### EXERCISE AIM
Go through the data below and gather each line containing "Debugger".

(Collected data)
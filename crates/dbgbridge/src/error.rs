//! Error types for dbgbridge
//!
//! Two layers:
//! - [`BridgeError`]: session plumbing and configuration (multiplexer, listener, config files)
//! - [`HandlerError`]: failures of a single client command inside a domain handler
//!
//! Malformed client input never reaches either of them; it is reported as a
//! [`dbgbridge_protocol::CommandError`] by the translator.

use dbgbridge_native::NativeError;
use dbgbridge_protocol::Domain;
use thiserror::Error;

use crate::multiplexer::SessionId;

/// Result type for bridge operations
pub type BridgeResult<T> = std::result::Result<T, BridgeError>;

/// Result type for domain handlers
pub type HandlerResult<T> = std::result::Result<T, HandlerError>;

/// Session and configuration errors
#[derive(Error, Debug)]
#[non_exhaustive]
pub enum BridgeError {
    /// A session with this id is already registered
    #[error("Session {session_id} already exists")]
    DuplicateSession {
        /// Id that was requested
        session_id: SessionId,
    },

    /// `max_sessions` live sessions are already registered
    #[error("Too many sessions (limit {limit})")]
    TooManySessions {
        /// Configured live-session limit
        limit: usize,
    },

    /// No session with this id was ever registered
    #[error("Unknown session {session_id}")]
    UnknownSession {
        /// Id that was looked up
        session_id: SessionId,
    },

    /// The session exists but has ended
    #[error("Session {session_id} is closed")]
    SessionClosed {
        /// Closed session
        session_id: SessionId,
    },

    /// The engine did not answer in time
    #[error("Timeout: {operation} exceeded {timeout_ms}ms")]
    Timeout {
        /// Native command that timed out
        operation: String,
        /// Timeout that elapsed
        timeout_ms: u64,
    },

    /// The multiplexer has been disposed
    #[error("Connection multiplexer has been disposed")]
    MultiplexerDisposed,

    /// Native connection failure
    #[error("Native error: {0}")]
    Native(#[from] NativeError),

    /// Invalid configuration value
    #[error("Configuration error: {message}")]
    Configuration {
        /// What is wrong
        message: String,
        /// Offending config key, e.g. `connection.port`
        key: Option<String>,
    },

    /// Config file could not be loaded
    #[error("Config file error: {0}")]
    ConfigFile(#[from] config::ConfigError),

    /// IO error
    #[error("IO error: {0}")]
    Io(#[from] std::io::Error),
}

impl BridgeError {
    /// Create a configuration error
    pub fn configuration(message: impl Into<String>) -> Self {
        Self::Configuration {
            message: message.into(),
            key: None,
        }
    }

    /// Create a configuration error for a specific key
    pub fn configuration_with_key(message: impl Into<String>, key: impl Into<String>) -> Self {
        Self::Configuration {
            message: message.into(),
            key: Some(key.into()),
        }
    }

    /// Create a timeout error
    pub fn timeout(operation: impl Into<String>, timeout_ms: u64) -> Self {
        Self::Timeout {
            operation: operation.into(),
            timeout_ms,
        }
    }

    /// Whether the error is a timeout
    pub fn is_timeout(&self) -> bool {
        matches!(self, Self::Timeout { .. })
    }
}

/// Failure of one client command
#[derive(Error, Debug)]
#[non_exhaustive]
pub enum HandlerError {
    /// The domain has no such action
    #[error("Unknown {domain} method: {action}")]
    UnknownMethod {
        /// Domain of the command
        domain: Domain,
        /// Action the domain does not know
        action: String,
    },

    /// Required params missing or of the wrong type
    #[error("Invalid params: {message}")]
    InvalidParams {
        /// Deserialization or validation failure
        message: String,
    },

    /// The command addressed a session that has ended
    #[error("Session {session_id} has ended")]
    StaleSession {
        /// Ended session
        session_id: SessionId,
    },

    /// The session is not in a state that allows the command
    #[error("Invalid state: {message}")]
    InvalidState {
        /// Current phase and the rejected move
        message: String,
    },

    /// No engine has connected yet
    #[error("No debug session")]
    NoSession,

    /// Multiplexer failure
    #[error(transparent)]
    Bridge(#[from] BridgeError),

    /// Engine-side failure
    #[error(transparent)]
    Native(#[from] NativeError),
}

impl HandlerError {
    /// Create an unknown-method error
    pub fn unknown_method(domain: Domain, action: impl Into<String>) -> Self {
        Self::UnknownMethod {
            domain,
            action: action.into(),
        }
    }

    /// Create an invalid-params error
    pub fn invalid_params(message: impl Into<String>) -> Self {
        Self::InvalidParams {
            message: message.into(),
        }
    }

    /// Create an invalid-state error
    pub fn invalid_state(message: impl Into<String>) -> Self {
        Self::InvalidState {
            message: message.into(),
        }
    }

    /// Text of the error reply sent to the client.
    ///
    /// Unknown methods are an ordinary client mistake and are reported as is.
    /// Everything else is wrapped together with its source chain.
    pub fn reply_text(&self) -> String {
        match self {
            Self::UnknownMethod { .. } => self.to_string(),
            _ => format!("Error handling command: {self}\n {}", error_chain(self)),
        }
    }
}

/// Render the `source()` chain of an error, or its debug form if it has none
pub(crate) fn error_chain(err: &(dyn std::error::Error + 'static)) -> String {
    let mut parts = Vec::new();
    let mut source = err.source();
    while let Some(cause) = source {
        parts.push(cause.to_string());
        source = cause.source();
    }
    if parts.is_empty() {
        format!("{err:?}")
    } else {
        parts.join("\n caused by: ")
    }
}

#[cfg(test)]
mod tests {
    use super::*;

    #[test]
    fn test_unknown_method_reply_is_bare() {
        let err = HandlerError::unknown_method(Domain::Debugger, "frobnicate");
        assert_eq!(err.reply_text(), "Unknown Debugger method: frobnicate");
    }

    #[test]
    fn test_other_errors_are_wrapped() {
        let err = HandlerError::invalid_params("missing 'url'");
        let text = err.reply_text();
        assert!(text.starts_with("Error handling command: Invalid params: missing 'url'\n "));
    }

    #[test]
    fn test_chain_includes_sources() {
        let err = HandlerError::Bridge(BridgeError::Native(NativeError::Closed));
        let text = err.reply_text();
        assert!(text.contains("Native error: Connection closed"));
        assert!(text.contains("Connection closed"));
    }

    #[test]
    fn test_timeout_display() {
        let err = BridgeError::timeout("stack_get", 5000);
        assert!(err.is_timeout());
        assert_eq!(err.to_string(), "Timeout: stack_get exceeded 5000ms");
    }

    #[test]
    fn test_session_error_display() {
        let session_id = SessionId::from("s1");
        assert_eq!(
            BridgeError::DuplicateSession {
                session_id: session_id.clone()
            }
            .to_string(),
            "Session s1 already exists"
        );
        assert_eq!(
            BridgeError::TooManySessions { limit: 2 }.to_string(),
            "Too many sessions (limit 2)"
        );
        assert_eq!(
            HandlerError::StaleSession { session_id }.to_string(),
            "Session s1 has ended"
        );
        let err = BridgeError::configuration_with_key("must be positive", "connection.port");
        assert!(matches!(
            &err,
            BridgeError::Configuration { key: Some(key), .. } if key == "connection.port"
        ));
        assert_eq!(err.to_string(), "Configuration error: must be positive");
    }
}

### ANSWER FOR THIS EXERCISE
        let err = HandlerError::unknown_method(Domain::Debugger, "frobnicate");
        assert_eq!(err.reply_text(), "Unknown Debugger method: frobnicate");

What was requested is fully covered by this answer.